PEKANBARUEXPRESS
|
![]() |
|||
POPULAR YOUTUBE PILIHAN EDITOR |
JAKARTA - Kejaksaan Agung menetapkan tiga hakim Pengadilan Tipikor Jakarta Pusat sebagai tersangka dalam kasus dugaan suap dan gratifikasi yang mencoreng integritas lembaga peradilan. Ketiganya diduga menerima uang dalam jumlah fantastis — Rp60 miliar— untuk mengatur vonis lepas (onslagh) dalam perkara korupsi izin ekspor crude palm oil (CPO) tahun 2022.
Ketiga hakim tersebut adalah Djuyamto, Agam Syarif Baharuddin, dan Ali Muhtarom. Mereka ditahan usai ditetapkan sebagai tersangka oleh tim penyidik Jaksa Agung Muda Tindak Pidana Khusus (Jampidsus), Senin (14/4/2025) dini hari. “Ketiganya diduga kuat menerima suap untuk mempengaruhi putusan perkara yang sedang mereka tangani,” kata Direktur Penyidikan Jampidsus Abdul Qohar dalam konferensi pers.

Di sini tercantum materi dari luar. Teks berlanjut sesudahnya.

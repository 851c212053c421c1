//! Live progress reporting
//!
//! Every `interval` operations a two-line report is printed:
//!
//! ```text
//! Write count: 300; Total write size: 300.00 MB; Elapsed time: 2.5170 seconds
//! Average write speed is: 119.19 MB /s.
//! ```
//!
//! Throughput modes report the summed synced operation time as elapsed time.
//! Endurance mode reports wall-clock time since the workload started.
//!
//! The reporter is fed the snapshot returned by
//! [`StatsAggregator::record`](super::aggregator::StatsAggregator::record), so in
//! a parallel run exactly one worker prints each boundary.

use super::RunStats;
use crate::config::workload::Mode;
use crate::util::time::{format_bytes, format_throughput};
use std::time::{Duration, Instant};

/// Clock used for the elapsed-time column
#[derive(Debug, Clone, Copy, PartialEq, Eq)]
pub enum ElapsedClock {
    /// Sum of synced operation times
    Busy,
    /// Wall-clock since the reporter was started
    Wall,
}

/// Periodic report printer
#[derive(Debug, Clone)]
pub struct ProgressReporter {
    verb: &'static str,
    interval: u64,
    clock: ElapsedClock,
    started: Instant,
}

impl ProgressReporter {
    /// Reporter for `mode`, printing every `interval` operations
    pub fn new(mode: Mode, interval: u64) -> Self {
        let clock = if mode.is_throughput() {
            ElapsedClock::Busy
        } else {
            ElapsedClock::Wall
        };
        Self {
            verb: mode.verb(),
            interval: interval.max(1),
            clock,
            started: Instant::now(),
        }
    }

    /// Restart the wall clock (called when the workload starts)
    pub fn restart(&mut self) {
        self.started = Instant::now();
    }

    /// Whether `stats` sits on a report boundary
    #[inline]
    pub fn is_due(&self, stats: &RunStats) -> bool {
        stats.operation_count > 0 && stats.operation_count % self.interval == 0
    }

    /// Elapsed time for `stats` on this reporter's clock
    pub fn elapsed(&self, stats: &RunStats) -> Duration {
        match self.clock {
            ElapsedClock::Busy => stats.total_duration,
            ElapsedClock::Wall => self.started.elapsed(),
        }
    }

    /// Print the report if `stats` is on a boundary
    pub fn observe(&self, stats: &RunStats) {
        if self.is_due(stats) {
            let (count_line, speed_line) = self.format(stats, self.elapsed(stats));
            println!("{}", count_line);
            println!("{}", speed_line);
        }
    }

    /// Format both report lines for `stats` over `elapsed`
    pub fn format(&self, stats: &RunStats, elapsed: Duration) -> (String, String) {
        let label = capitalize(self.verb);
        let precision = match self.clock {
            ElapsedClock::Busy => 4,
            ElapsedClock::Wall => 2,
        };
        let count_line = format!(
            "{} count: {}; Total {} size: {}; Elapsed time: {:.*} seconds",
            label,
            stats.operation_count,
            self.verb,
            format_bytes(stats.total_bytes),
            precision,
            elapsed.as_secs_f64()
        );
        let speed_line = format!(
            "Average {} speed is: {}.",
            self.verb,
            format_throughput(stats.throughput_over(elapsed))
        );
        (count_line, speed_line)
    }
}

pub(crate) fn capitalize(word: &str) -> String {
    let mut chars = word.chars();
    match chars.next() {
        Some(first) => first.to_uppercase().chain(chars).collect(),
        None => String::new(),
    }
}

Kasus bermula dari permintaan seorang pengacara bernama Ariyanto, yang mewakili tiga perusahaan sawit — Permata Hijau Group, Musim Mas Group, dan Wilmar Group — yang sedang diadili atas kasus korupsi ekspor CPO. Ariyanto diduga meminta bantuan Wahyu Gunawan, panitera muda perdata di PN Jakarta Utara, untuk menjembatani urusan dengan hakim. Ia awalnya menawarkan Rp20 miliar agar perkara diputus lepas.
Namun, tawaran itu kemudian naik drastis menjadi Rp60 miliar setelah permintaan dari Muhammad Arief Nuryanta, Ketua PN Jaksel yang saat itu menjabat Wakil Ketua PN Tipikor Jakpus. Uang dalam bentuk dolar AS itu lalu mengalir melalui Wahyu Gunawan dan didistribusikan ke para hakim.
Setelah menerima uang, Arief Nuryanta diduga menyusun komposisi majelis hakim untuk memimpin perkara tersebut, dengan menunjuk Djuyamto sebagai ketua, serta Agam dan Ali sebagai anggota majelis. Mereka disebut mendapat “uang baca berkas” senilai Rp4,5 miliar yang dibagi rata. Pada tahap selanjutnya, Djuyamto disebut menerima Rp6 miliar, Agam Rp4,5 miliar, dan Ali Rp5 miliar.
Kasus ini tak hanya menyeret tiga hakim tersebut, tapi juga empat orang lainnya: Muhammad Arief Nuryanta, Wahyu Gunawan, serta dua pengacara — Ariyanto dan Marcella Santoso. Semuanya kini mendekam di tahanan Kejagung untuk proses penyidikan lebih lanjut.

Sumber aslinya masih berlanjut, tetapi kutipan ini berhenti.